→ **Problem details**:
Your answer should consist of the lines in the data below that contain "full".

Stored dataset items
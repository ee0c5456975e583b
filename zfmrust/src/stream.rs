//! Chunked streaming transfer of bulk data
//!
//! Raw images and characteristics exceed a single frame, so they move as a
//! run of data frames closed by one end-data frame. Arrival order is payload
//! order; no frame may be skipped or reordered.

use bytes::{Bytes, BytesMut};
use tracing::{debug, trace};

use zfmrust_core::PacketKind;

use crate::error::{Error, Result};
use crate::exchange::Exchange;

/// Split a payload into full-size chunks plus the final end chunk
///
/// Every chunk is exactly `max_packet_size` bytes; the remainder travels in
/// the end-data frame. An exact multiple leaves the end chunk empty, and the
/// empty end-data frame is still sent: the receiver has no other way to know
/// the transfer is over.
pub(crate) fn split_chunks(data: &[u8], max_packet_size: usize) -> (Vec<&[u8]>, &[u8]) {
    debug_assert!(max_packet_size > 0);

    let full = data.len() / max_packet_size;
    let mut chunks = Vec::with_capacity(full);

    for i in 0..full {
        chunks.push(&data[i * max_packet_size..(i + 1) * max_packet_size]);
    }

    (chunks, &data[full * max_packet_size..])
}

/// Send `data` as data frames terminated by an end-data frame
pub(crate) async fn send(
    exchange: &mut Exchange<'_>,
    data: &[u8],
    max_packet_size: usize,
) -> Result<()> {
    let (chunks, tail) = split_chunks(data, max_packet_size);

    debug!(
        "Streaming {} bytes out in {} frames",
        data.len(),
        chunks.len() + 1
    );

    for chunk in chunks {
        exchange
            .write_frame(PacketKind::Data, Bytes::copy_from_slice(chunk))
            .await?;
    }

    exchange
        .write_frame(PacketKind::EndData, Bytes::copy_from_slice(tail))
        .await?;

    Ok(())
}

/// Receive data frames until the end-data frame
///
/// Payloads are concatenated in arrival order.
pub(crate) async fn receive(exchange: &mut Exchange<'_>) -> Result<Bytes> {
    let mut data = BytesMut::new();

    loop {
        let frame = exchange.read_frame().await?;

        match frame.kind {
            PacketKind::Data => data.extend_from_slice(&frame.payload),
            PacketKind::EndData => {
                data.extend_from_slice(&frame.payload);
                trace!("Stream complete: {} bytes", data.len());
                return Ok(data.freeze());
            }
            other => {
                return Err(Error::UnexpectedFrame {
                    expected: "data",
                    actual: other,
                });
            }
        }
    }
}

→ **Response area**:
/// Split a payload into full-size chunks plus the final end chunk
    let full = data.len() / max_packet_size;
    let mut chunks = Vec::with_capacity(full);
    for i in 0..full {
    (chunks, &data[full * max_packet_size..])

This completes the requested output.